ABISMO DA RAZÃO
Cyro de Mattos
Do
lado de lá, nas terras longes, o homem irascível, bigodinho nervoso. Acabava de
instalar o império do medo. Desejava ser
o dono do mundo, montado na crença da supremacia da raça branca. Dos mais
sofisticados, em alta escala, os armamentos bélicos. Milhões de criaturas
indefesas reduzidas a cinzas nos fornos
crematórios.
Anos de fogo, sombras, pesadelos. O mal sem limites.
Corpos usados para experiências absurdas. Mães separadas dos filhos,
maridos das mulheres. A terra virada no inferno. Milhões de inocentes
eliminados sem dó, na enchente a morte. A liberdade recuada para os
subterrâneos mais indignos.
Sirenes,
bombas, torpedos. Explosões, crateras, escombros. A fera ressurgia da antiga caverna,
assoberbada galopava nas trevas. Não concedia
a trégua, bania a razão para os confins inimagináveis do abismo mais
profundo. A vida nutrida de fúria
galopava na engrenagem monstruosa do
absurdo, o elogio de nadas, tudo sem
sentido. Orgulhoso o hominho irascível,
inundado de prazer, sorrindo de contente com o holocausto, rostos de penúria, estilhaços de
gente por todos os cantos.
No final, o triunfo do amor. Soldados uníssonos no
campo da vitória. Retirada do estúpido
abismo, de forças dementes a razão açoitada no gesto vil, a pobre
coitada ainda resistia. Encerrada com os
corpos de pessoas fuziladas, o tenebroso
acúmulo de ossatura, o teatro fétido nos
odores da morte, empilhada nos canais
enormes.
Grande
passeata pelas ruas do lado de cá, gente
grande e pequena dando vivas à liberdade. O sorriso que alarga o rosto apareceu na rua
de barro batido, os habitantes da cidade
pequena em euforia incontrolável. Bombas
inimigas caladas para sempre. Já não existem mais as horas do mundo cheio de
grito e agonia. Os sinos tocando sem parar a canção constante da paz, antiga,
belíssima, irradiando bondade e alegria.
Acreditava-se
nos dias promissores. O homem redimido agora, renascido da razão, nervos fraternos, sentimentos do amor.
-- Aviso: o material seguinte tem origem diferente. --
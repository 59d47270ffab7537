//! Policy construction: explicit rules plus rules generated from the reference surface.

use std::collections::BTreeMap;
use std::sync::Arc;

use super::access::{getter_name, AccessLevel};
use super::rewriter::Rewriter;
use super::surface::{ReferenceSurface, TypeKind};
use super::tree::{PolicyNode, PolicyTree};
use crate::error::PolicyBuildError;
use crate::macros::info;

/// A member rule within a type.
#[derive(Debug, Clone)]
struct MemberRule {
    name: String,
    access: AccessLevel,
    rewriter: Option<Arc<dyn Rewriter>>,
}

/// Rules for one type.
#[derive(Debug, Clone)]
pub struct TypeRules {
    name: String,
    access: AccessLevel,
    members: Vec<MemberRule>,
    validated: bool,
}

impl TypeRules {
    fn new(name: &str, access: AccessLevel, validated: bool) -> Self {
        Self {
            name: name.to_string(),
            access,
            members: Vec::new(),
            validated,
        }
    }

    /// Add a member rule (all overloads of the name).
    pub fn member(mut self, name: &str, access: AccessLevel) -> Self {
        self.members.push(MemberRule {
            name: name.to_string(),
            access,
            rewriter: None,
        });
        self
    }

    /// Add an allowed member rule whose call sites go through `rewriter`.
    pub fn member_with(mut self, name: &str, access: AccessLevel, rewriter: Arc<dyn Rewriter>) -> Self {
        self.members.push(MemberRule {
            name: name.to_string(),
            access,
            rewriter: Some(rewriter),
        });
        self
    }

    /// Add a rule for a property getter.
    pub fn getter(self, property: &str, access: AccessLevel) -> Self {
        self.member(&getter_name(property), access)
    }
}

/// Rules for one namespace.
#[derive(Debug, Clone)]
pub struct NamespaceRules {
    name: String,
    access: AccessLevel,
    types: Vec<TypeRules>,
}

impl NamespaceRules {
    fn new(name: &str, access: AccessLevel) -> Self {
        Self {
            name: name.to_string(),
            access,
            types: Vec::new(),
        }
    }

    /// Add a type rule without member rules.
    pub fn ty(self, name: &str, access: AccessLevel) -> Self {
        self.ty_with(name, access, |t| t)
    }

    /// Add a type rule and configure its members.
    pub fn ty_with(mut self, name: &str, access: AccessLevel, setup: impl FnOnce(TypeRules) -> TypeRules) -> Self {
        self.types.push(setup(TypeRules::new(name, access, true)));
        self
    }

    fn generated(&mut self, rules: TypeRules) {
        self.types.push(rules);
    }
}

/// How a generated family is turned into rules.
#[derive(Debug, Clone, Copy, PartialEq, Eq)]
pub enum FamilyMode {
    /// Family types are neutral: getters are allowed unless they expose a
    /// native handle, and methods only when they return another family type.
    Introspection,
    /// Family types are allowed except members that compile or execute code.
    DenyDynamicCompilation,
}

/// A library family whose rules are derived from the reference surface.
#[derive(Debug, Clone, Copy, PartialEq, Eq)]
pub struct FamilyRule {
    /// Namespace scanned for exported types.
    pub namespace: &'static str,
    /// Full name of the family root type.
    pub root: &'static str,
    /// Generation mode.
    pub mode: FamilyMode,
}

/// Builds an immutable [`PolicyTree`].
///
/// Building is deterministic for a fixed surface: rules are merged into
/// ordered maps, so insertion order never leaks into the result.
#[derive(Debug, Clone)]
pub struct PolicyBuilder {
    surface: ReferenceSurface,
    namespaces: Vec<NamespaceRules>,
}

impl PolicyBuilder {
    /// Start a builder validating against `surface`.
    pub fn new(surface: ReferenceSurface) -> Self {
        Self {
            surface,
            namespaces: Vec::new(),
        }
    }

    /// Declare a namespace and its type rules.
    ///
    /// Declaring the same namespace twice merges the rules; the access levels
    /// must agree.
    pub fn namespace(mut self, name: &str, access: AccessLevel, setup: impl FnOnce(NamespaceRules) -> NamespaceRules) -> Self {
        self.namespaces.push(setup(NamespaceRules::new(name, access)));
        self
    }

    /// Generate rules for every exported type of a family namespace.
    ///
    /// Enumerations are allowed outright; types outside the family are left
    /// out, which keeps them denied.
    pub fn family(mut self, family: FamilyRule) -> Self {
        let mut rules = NamespaceRules::new(family.namespace, AccessLevel::Neutral);
        for ty in self.surface.types_in(family.namespace) {
            if ty.kind == TypeKind::Enum {
                rules.generated(TypeRules::new(ty.name, AccessLevel::Allowed, false));
                continue;
            }
            if !self.surface.is_same_or_subclass(&ty.full_name(), family.root) {
                continue;
            }

            let type_rules = match family.mode {
                FamilyMode::Introspection => {
                    let mut t = TypeRules::new(ty.name, AccessLevel::Neutral, false);
                    for property in self.surface.all_properties(ty) {
                        if property.name.contains("Handle") {
                            continue;
                        }
                        t = t.getter(property.name, AccessLevel::Allowed);
                    }
                    for method in self.surface.all_methods(ty) {
                        if self.surface.is_same_or_subclass(method.returns, family.root) {
                            t = t.member(method.name, AccessLevel::Allowed);
                        }
                    }
                    t
                }
                FamilyMode::DenyDynamicCompilation => {
                    let mut t = TypeRules::new(ty.name, AccessLevel::Allowed, false);
                    for method in self.surface.all_methods(ty) {
                        if method.name.contains("Compile") {
                            t = t.member(method.name, AccessLevel::Denied);
                        }
                    }
                    t
                }
            };
            rules.generated(type_rules);
        }
        self.namespaces.push(rules);
        self
    }

    /// Validate and assemble the tree.
    pub fn build(self) -> Result<PolicyTree, PolicyBuildError> {
        let mut namespaces: BTreeMap<String, PolicyNode> = BTreeMap::new();
        for ns in self.namespaces {
            let ns_node = merge_node(&mut namespaces, &ns.name, ns.access, None, &ns.name)?;
            for ty in ns.types {
                let type_path = if ns.name.is_empty() {
                    ty.name.clone()
                } else {
                    format!("{}.{}", ns.name, ty.name)
                };
                let entry = self.surface.find(&ns.name, &ty.name);
                if ty.validated && entry.is_none() {
                    return Err(PolicyBuildError::UnknownType(type_path));
                }
                if ns.access == AccessLevel::Denied && ty.access != AccessLevel::Denied {
                    return Err(PolicyBuildError::WidenedDenial(ns.name.clone()));
                }

                let ty_node = merge_node(ns_node.children_mut(), &ty.name, ty.access, None, &type_path)?;
                for member in ty.members {
                    let member_path = format!("{type_path}::{}", member.name);
                    if ty.validated {
                        match entry {
                            Some(entry) if self.surface.has_member(entry, &member.name) => {}
                            _ => {
                                return Err(PolicyBuildError::UnknownMember {
                                    type_name: type_path.clone(),
                                    member: member.name,
                                })
                            }
                        }
                    }
                    if ty.access == AccessLevel::Denied && member.access != AccessLevel::Denied {
                        return Err(PolicyBuildError::WidenedDenial(type_path.clone()));
                    }
                    if member.rewriter.is_some() && member.access != AccessLevel::Allowed {
                        return Err(PolicyBuildError::RewriterOnDenied(member_path));
                    }
                    merge_node(
                        ty_node.children_mut(),
                        &member.name,
                        member.access,
                        member.rewriter,
                        &member_path,
                    )?;
                }
            }
        }

        let tree = PolicyTree::new(namespaces, self.surface.version());
        info!(
            nodes = tree.node_count(),
            surface = tree.surface_version(),
            "API policy built"
        );
        Ok(tree)
    }
}

fn merge_node<'a>(
    map: &'a mut BTreeMap<String, PolicyNode>,
    name: &str,
    access: AccessLevel,
    rewriter: Option<Arc<dyn Rewriter>>,
    path: &str,
) -> Result<&'a mut PolicyNode, PolicyBuildError> {
    let node = map
        .entry(name.to_string())
        .or_insert_with(|| PolicyNode::new(access, None));
    if node.access() != access {
        return Err(PolicyBuildError::ConflictingAccess(path.to_string()));
    }
    if let Some(rewriter) = rewriter {
        match node.rewriter() {
            Some(existing) if existing.name() != rewriter.name() => {
                return Err(PolicyBuildError::ConflictingAccess(path.to_string()));
            }
            _ => node.set_rewriter(Some(rewriter)),
        }
    }
    Ok(node)
}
Cânticos emanavam do peito o bem supremo da felicidade. Não mais o coração
esmagado sob as patas impassíveis de manadas enfurecidas. Nos ares libertos da
opressão, bemóis da cantiga geral da união como verdade.
A praça,
um bloco extenso de gente, comoventes olhos brilhavam na direção do
homem fardado no palanque. De volta da guerra, o rosto do herói numa máscara
feita de tecidos sólidos. O locutor chamou
o guardador dos ramos da vitória. Entregou-lhe o microfone. “ Comece, por
favor, estão ansiosos para ouvir seu
relato sobre o horror.” O homem disse
para o locutor, tinha o olhar
imóvel diante da multidão, soltando murmúrios, o vozear confuso, “não posso”. “Faça um esforço”, retornou o locutor, animando-o. “Não tenho palavras para descrever o terror. ”
Acrescentou, mastigando as palavras, “é impossível”. O locutor ainda perguntou, “não tem
palavras?” O herói fez um esgar
medonho, deixou todos com a expressão no
assombro diante do silêncio impassível.
Com dificuldade, confirmou, “perdi as palavras nos anos de fogo e
bombardeio.”
A multidão frustrada, gente triste
rumo às suas casas, passos pesados, arrastados, em silêncio, rostos para o
chão. Uma procissão de almas penadas,
visagens de outro mundo. O
herói havia ajudado esmagar uma mulher diabólica,
que arrasa os sonhos, bombardeia projetos, dizima a maravilha, mata a
esperança, tritura a ternura, no lugar põe o abismo, que engole a razão sem
remorso. Com sua corrida desembestada, pisoteia
tudo que nasce do amor.
Era importante ouvi-lo. Inútil sua palavra congelada. Imprestável para
relatar o terror. Sua razão não tinha sã
consciência para descrever a imensa desgraça que viveu no pior abismo.